NOBLE CAUSES also very much got me thinking. What Jay's doing is, I think, the only sane way to launch a superhero book into the mainstream anymore if you're not, you know, regularly in the pages of WIZARD. And I think NOBLE CAUSES may have done exactly that for Jay-- when I hear his name, it's NOBLE CAUSES I think of first, not his Marvel stuff or any of that. And, you know, what good does sweating the DM response do? What's the alternative? Cancelled at issue 9, or 13, or whatever. You may as well try to execute a publication strategy that builds an audience-- that tries builds an increasing audience.
Marvel's pushing trades out before the ink is dry on the last issue of an arc, so there's nothing... I mean, I remember when collections were a kind of special thing, you know? And like what happened with Marvel's line of "graphic novels" or DC "prestige format," it's become a meaningless appellation. So it's not like a regular comics reader is going to see a collection and think, oh, hey, this must be worthy of being collected.
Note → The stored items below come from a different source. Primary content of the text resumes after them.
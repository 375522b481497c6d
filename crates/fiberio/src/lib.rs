//! # fiberio
//!
//! Cooperative network I/O on a small pool of OS threads.
//!
//! Each execution context is one OS thread running a single-threaded event
//! loop; fibers are tasks spawned on a context. Blocking calls go through
//! the `BlockingTaskBridge` so no context thread ever stalls.
//!
//! # Quick Start
//!
//! ```ignore
//! use fiberio::{Runtime, RuntimeConfig, AcceptServer};
//!
//! let rt = Runtime::new(RuntimeConfig::from_env())?;
//! let server = AcceptServer::new(8080, rt.pool(), |_ctx| MyHandler)?;
//! server.run();
//! server.wait();
//! ```
//!
//! # Environment
//!
//! See `RuntimeConfig::from_env` and `fiberio_core::kprint` for the
//! `FIO_*` variables.

use std::future::Future;
use std::sync::atomic::{AtomicBool, Ordering};
use std::sync::Arc;

pub mod files;

// Re-export core types
pub use fiberio_core::{kdebug, kerror, kinfo, kprint, kprintln, ktrace, kwarn};
pub use fiberio_core::kprint::{
    init as init_logging, set_flush_enabled, set_log_level, set_time_enabled, LogLevel,
};
pub use fiberio_core::{NetError, NetResult, ShutdownFlag};
pub use fiberio_core::{env_get, env_get_bool, env_get_millis, env_get_str, env_is_set};

// Re-export runtime
pub use fiberio_runtime::{
    BlockingTaskBridge, ConfigError, ExecutionContext, ExecutionContextPool, FiberQueue,
    PushError, RuntimeConfig, TryPushError,
};

// Re-export components
pub use fiberio_file::{LocalReadFile, ReadonlyFile};
pub use fiberio_http::{
    is_object_path, open_object_reader, HttpConnectionPool, ObjectPath, PoolConfig, ReaderOptions,
    StreamingObjectReader,
};
pub use fiberio_net::{
    AcceptServer, AcceptServerOptions, ClientChannel, ClientChannelOptions, ConnectionHandler,
    ReconnectBackoff,
};

pub use files::{open_readonly_file, open_readonly_files, AnyReadFile, FileSources};

/// Context pool + blocking bridge, started together and torn down together.
pub struct Runtime {
    config: RuntimeConfig,
    pool: Arc<ExecutionContextPool>,
    bridge: Arc<BlockingTaskBridge>,
    running: AtomicBool,
}

impl Runtime {
    /// Validate `config` and start every thread it asks for.
    pub fn new(config: RuntimeConfig) -> NetResult<Self> {
        config
            .validate()
            .map_err(|e| NetError::invalid_argument(e.to_string()))?;
        let pool = Arc::new(ExecutionContextPool::from_config(&config)?);
        let bridge = Arc::new(BlockingTaskBridge::from_config(&config)?);
        kdebug!(
            "runtime up: {} contexts, {} bridge workers",
            pool.len(),
            bridge.thread_count()
        );
        Ok(Self {
            config,
            pool,
            bridge,
            running: AtomicBool::new(true),
        })
    }

    pub fn config(&self) -> &RuntimeConfig {
        &self.config
    }

    pub fn pool(&self) -> &Arc<ExecutionContextPool> {
        &self.pool
    }

    pub fn bridge(&self) -> &Arc<BlockingTaskBridge> {
        &self.bridge
    }

    /// Sources for `open_readonly_file` backed by this runtime's bridge.
    pub fn file_sources(&self) -> FileSources {
        FileSources::local(&self.bridge)
    }

    /// Run `fut` on the next context and block until it finishes.
    pub fn block_on<F, T>(&self, fut: F) -> NetResult<T>
    where
        F: Future<Output = T> + Send + 'static,
        T: Send + 'static,
    {
        self.pool.next_context().run_sync(fut)
    }

    /// Drain the bridge, then stop and join every context.
    pub fn shutdown(&self) {
        if self.running.swap(false, Ordering::SeqCst) {
            self.bridge.shutdown();
            self.pool.stop();
            self.pool.join();
            kdebug!("runtime stopped");
        }
    }
}

impl Drop for Runtime {
    fn drop(&mut self) {
        self.shutdown();
    }
}

#[cfg(test)]
mod tests {
    use super::*;
    use std::io::Write;

    fn small() -> RuntimeConfig {
        RuntimeConfig::new()
            .num_contexts(2)
            .bridge_threads(1)
            .bridge_queue_size(4)
    }

    #[test]
    fn test_runtime_lifecycle() {
        let rt = Runtime::new(small()).unwrap();
        assert_eq!(rt.pool().len(), 2);
        assert_eq!(rt.bridge().thread_count(), 1);

        let bridge = Arc::clone(rt.bridge());
        let v = rt
            .block_on(async move { bridge.run(|| 20 + 22).await })
            .unwrap()
            .unwrap();
        assert_eq!(v, 42);

        rt.shutdown();
        rt.shutdown();
        assert!(rt.pool().iter().all(|c| c.is_stopped()));
    }

    #[test]
    fn test_invalid_config() {
        assert!(matches!(
            Runtime::new(small().bridge_queue_size(0)),
            Err(NetError::InvalidArgument(_))
        ));
    }

    #[test]
    fn test_open_skips_failures() {
        let rt = Runtime::new(small()).unwrap();
        let good = std::env::temp_dir().join(format!("fiberio-facade-{}", std::process::id()));
        std::fs::File::create(&good).unwrap().write_all(b"abc").unwrap();

        let paths = vec![
            good.display().to_string(),
            "/no/such/file".to_string(),
            "gs://bucket/obj".to_string(),
        ];
        let sources = rt.file_sources();
        let opened = rt
            .block_on(async move { open_readonly_files(&paths, &sources).await })
            .unwrap();

        assert_eq!(opened.len(), 1);
        assert_eq!(opened[0].1.size(), 3);
        std::fs::remove_file(good).ok();
    }

    #[test]
    fn test_object_path_needs_server() {
        let rt = Runtime::new(small()).unwrap();
        let sources = rt.file_sources();
        let r = rt
            .block_on(async move { open_readonly_file("gs://b/o", &sources).await.map(|_| ()) })
            .unwrap();
        assert!(matches!(r, Err(NetError::InvalidArgument(_))));
    }
}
Anything is collected nowadays, and the collections are solicited before the arc is done.
You look at a book like SLEEPER, though, and the trade does better than the monthly...
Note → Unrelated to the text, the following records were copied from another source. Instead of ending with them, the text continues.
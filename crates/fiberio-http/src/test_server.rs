//! Minimal HTTP/1.1 object server for tests.
//!
//! Serves one in-memory object per path with Range support and keep-alive.
//! Can cut a response body short and drop the connection to simulate
//! truncation.

use std::collections::HashMap;
use std::sync::atomic::{AtomicUsize, Ordering};
use std::sync::{Arc, Mutex};

use tokio::io::{AsyncReadExt, AsyncWriteExt};
use tokio::net::{TcpListener, TcpStream};

#[derive(Clone, Copy, Debug)]
pub(crate) enum Truncate {
    Never,
    /// First response only, after this many body bytes.
    FirstAt(usize),
    /// Every response, right after the headers.
    Always,
}

struct State {
    objects: HashMap<String, Arc<Vec<u8>>>,
    truncate: Truncate,
    responses: AtomicUsize,
    requests: AtomicUsize,
    connections: AtomicUsize,
    ranges: Mutex<Vec<Option<String>>>,
}

#[derive(Clone)]
pub(crate) struct TestServer {
    state: Arc<State>,
    pub(crate) authority: String,
}

impl TestServer {
    pub(crate) async fn start(objects: Vec<(&str, Vec<u8>)>, truncate: Truncate) -> Self {
        let listener = TcpListener::bind("127.0.0.1:0").await.unwrap();
        let authority = listener.local_addr().unwrap().to_string();
        let state = Arc::new(State {
            objects: objects
                .into_iter()
                .map(|(p, d)| (p.to_string(), Arc::new(d)))
                .collect(),
            truncate,
            responses: AtomicUsize::new(0),
            requests: AtomicUsize::new(0),
            connections: AtomicUsize::new(0),
            ranges: Mutex::new(Vec::new()),
        });
        let accept_state = Arc::clone(&state);
        tokio::spawn(async move {
            while let Ok((stream, _)) = listener.accept().await {
                accept_state.connections.fetch_add(1, Ordering::SeqCst);
                tokio::spawn(serve(Arc::clone(&accept_state), stream));
            }
        });
        Self { state, authority }
    }

    pub(crate) fn requests(&self) -> usize {
        self.state.requests.load(Ordering::SeqCst)
    }

    pub(crate) fn connections(&self) -> usize {
        self.state.connections.load(Ordering::SeqCst)
    }

    pub(crate) fn ranges(&self) -> Vec<Option<String>> {
        self.state.ranges.lock().unwrap().clone()
    }
}

/// Read one request head; `None` on EOF.
async fn read_head(stream: &mut TcpStream) -> Option<String> {
    let mut head = Vec::new();
    let mut byte = [0u8; 1];
    while !head.ends_with(b"\r\n\r\n") {
        match stream.read(&mut byte).await {
            Ok(1) => head.push(byte[0]),
            _ => return None,
        }
    }
    Some(String::from_utf8_lossy(&head).into_owned())
}

async fn serve(state: Arc<State>, mut stream: TcpStream) {
    while let Some(head) = read_head(&mut stream).await {
        state.requests.fetch_add(1, Ordering::SeqCst);
        let mut lines = head.lines();
        let path = lines
            .next()
            .and_then(|l| l.split_whitespace().nth(1))
            .unwrap_or("/")
            .to_string();
        let range = lines.find_map(|l| {
            let (name, value) = l.split_once(':')?;
            name.eq_ignore_ascii_case("range").then(|| value.trim().to_string())
        });
        state.ranges.lock().unwrap().push(range.clone());

        let Some(data) = state.objects.get(&path).cloned() else {
            let _ = stream
                .write_all(b"HTTP/1.1 404 Not Found\r\nContent-Length: 0\r\n\r\n")
                .await;
            continue;
        };

        let total = data.len();
        let from = range
            .as_deref()
            .and_then(|r| r.strip_prefix("bytes="))
            .and_then(|r| r.strip_suffix('-'))
            .and_then(|r| r.parse::<usize>().ok());

        let (head, body) = match from {
            None => (
                format!("HTTP/1.1 200 OK\r\nContent-Length: {}\r\n\r\n", total),
                &data[..],
            ),
            Some(from) if from >= total => (
                format!(
                    "HTTP/1.1 416 Range Not Satisfiable\r\nContent-Range: bytes */{}\r\nContent-Length: 0\r\n\r\n",
                    total
                ),
                &data[..0],
            ),
            Some(from) => (
                format!(
                    "HTTP/1.1 206 Partial Content\r\nContent-Range: bytes {}-{}/{}\r\nContent-Length: {}\r\n\r\n",
                    from,
                    total - 1,
                    total,
                    total - from
                ),
                &data[from..],
            ),
        };

        let nth = state.responses.fetch_add(1, Ordering::SeqCst);
        let cut = match state.truncate {
            Truncate::Never => None,
            Truncate::FirstAt(n) if nth == 0 => Some(n.min(body.len())),
            Truncate::FirstAt(_) => None,
            Truncate::Always => Some(0),
        };

        if stream.write_all(head.as_bytes()).await.is_err() {
            return;
        }
        match cut {
            Some(n) if n < body.len() || body.is_empty() => {
                let _ = stream.write_all(&body[..n]).await;
                let _ = stream.flush().await;
                // Drop the connection mid-body.
                return;
            }
            _ => {
                if stream.write_all(body).await.is_err() {
                    return;
                }
            }
        }
    }
}
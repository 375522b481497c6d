//! Library defaults for `RuntimeConfig`.
//!
//! Environment variables override these at runtime, see `RuntimeConfig::from_env`.

/// Execution contexts (one OS thread each). 0 = hardware concurrency.
pub const NUM_CONTEXTS: usize = 0;

/// Blocking bridge worker threads. 0 = hardware concurrency.
pub const BRIDGE_THREADS: usize = 0;

/// Bounded bridge queue capacity.
pub const BRIDGE_QUEUE_SIZE: usize = 128;

/// Default `ClientChannel::connect` budget in milliseconds.
pub const CONNECT_TIMEOUT_MS: u64 = 2000;

/// Upper bound on execution contexts.
pub const MAX_CONTEXTS: usize = 256;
To get to the second part-- the subject matter doesn't really play into my thinking, but the handling of it does. Does that make sense? The format, as you put it, is very much designed around this kind of intention, but... like, it could be a crime book, a horror book, or a superhero book... that doesn't matter to me, really. The two former, though, certainly lend themselves to decisive endings, maybe. Traditionally, anyway. I don't think there's any rule, though, that corresponds with any particular genre.
What about you? Where's your head at on this kind of thing nowadays?
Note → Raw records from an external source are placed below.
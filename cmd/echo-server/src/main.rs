//! Echo server on AcceptServer
//!
//! Every connection is echoed back on a fiber of one of the pool's
//! execution contexts. SIGINT/SIGTERM closes the listener, shuts down the
//! live connections and exits once they have all drained.
//!
//! Usage:
//!     ./target/release/echo-server [port]
//!
//! Environment:
//!     FIO_NUM_CONTEXTS, FIO_LOG_LEVEL, ... (see RuntimeConfig)
//!     FIO_PRINT_CONFIG=1   print the effective configuration

use std::io;
use std::sync::atomic::{AtomicU64, Ordering};
use std::sync::Arc;
use std::time::{Duration, Instant};

use tokio::io::{AsyncReadExt, AsyncWriteExt};
use tokio::net::TcpStream;

use fiberio::{
    env_is_set, init_logging, kerror, kinfo, AcceptServer, ConnectionHandler, ExecutionContext, Runtime,
    RuntimeConfig,
};

struct Stats {
    accepts: AtomicU64,
    bytes_in: AtomicU64,
    bytes_out: AtomicU64,
    active: AtomicU64,
    errors: AtomicU64,
}

impl Stats {
    fn new() -> Self {
        Self {
            accepts: AtomicU64::new(0),
            bytes_in: AtomicU64::new(0),
            bytes_out: AtomicU64::new(0),
            active: AtomicU64::new(0),
            errors: AtomicU64::new(0),
        }
    }

    fn print(&self, elapsed: f64) {
        eprintln!(
            "[{:.1}s] active={} accepts={} bytes_in={} bytes_out={} err={}",
            elapsed,
            self.active.load(Ordering::Relaxed),
            self.accepts.load(Ordering::Relaxed),
            self.bytes_in.load(Ordering::Relaxed),
            self.bytes_out.load(Ordering::Relaxed),
            self.errors.load(Ordering::Relaxed),
        );
    }
}

struct EchoHandler {
    stats: Arc<Stats>,
}

impl ConnectionHandler for EchoHandler {
    async fn handle(&mut self, mut stream: TcpStream) -> io::Result<()> {
        let stats = &self.stats;
        stats.accepts.fetch_add(1, Ordering::Relaxed);
        stats.active.fetch_add(1, Ordering::Relaxed);

        let mut buf = [0u8; 4096];
        let result = loop {
            let n = match stream.read(&mut buf).await {
                Ok(0) => break Ok(()),
                Ok(n) => n,
                Err(e) => break Err(e),
            };
            stats.bytes_in.fetch_add(n as u64, Ordering::Relaxed);
            if let Err(e) = stream.write_all(&buf[..n]).await {
                break Err(e);
            }
            stats.bytes_out.fetch_add(n as u64, Ordering::Relaxed);
        };

        if result.is_err() {
            stats.errors.fetch_add(1, Ordering::Relaxed);
        }
        stats.active.fetch_sub(1, Ordering::Relaxed);
        result
    }
}

fn main() {
    init_logging();
    let args: Vec<String> = std::env::args().collect();
    let port: u16 = args.get(1).and_then(|s| s.parse().ok()).unwrap_or(9998);

    let rt = match Runtime::new(RuntimeConfig::from_env()) {
        Ok(rt) => rt,
        Err(e) => {
            kerror!("echo-server: {}", e);
            std::process::exit(1);
        }
    };
    if env_is_set("FIO_PRINT_CONFIG") {
        rt.config().print();
    }

    let stats = Arc::new(Stats::new());
    let factory = {
        let stats = Arc::clone(&stats);
        move |_ctx: &ExecutionContext| EchoHandler { stats: Arc::clone(&stats) }
    };

    let server = match AcceptServer::new(port, rt.pool(), factory) {
        Ok(s) => s,
        Err(e) => {
            kerror!("echo-server: cannot listen on {}: {}", port, e);
            std::process::exit(1);
        }
    };

    eprintln!("echo-server: listening on 0.0.0.0:{}", server.port());
    eprintln!("echo-server: {} execution contexts", rt.pool().len());

    // Stats printer
    let start = Instant::now();
    let stats_clone = Arc::clone(&stats);
    rt.pool().next_context().spawn(async move {
        let mut interval = tokio::time::interval(Duration::from_secs(5));
        interval.tick().await;
        loop {
            interval.tick().await;
            stats_clone.print(start.elapsed().as_secs_f64());
        }
    });

    server.run();
    server.wait();

    kinfo!("echo-server: drained");
    stats.print(start.elapsed().as_secs_f64());
    drop(server);
    rt.shutdown();
}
CASEY: Well, DC kinda bit us all in the ass with the discontinuation of the WILDCATS trades, but it's their economics, not mine, so what're you gonna' do? I suppose I've come back around to the point where the single issue means everything, even if it's part of a larger arc or whatever, every blast of 22 pages has to really kick ass. If I see another #1 issue of anything that's all set-up, I might throw myself out of a window. Writers who defend themselves by saying, "I don't write for the trades, it's just how I write comics"... well, maybe they shouldn't be writing monthly comics. They should be writing OGN's. This loss leader mentality where writers count on trade collections for their work to satisfy is completely missing the appeal of comicbooks. At least the appeal of superhero comicbooks. There's nothing wrong with disposable fiction just like there's nothing wrong with a good pop song.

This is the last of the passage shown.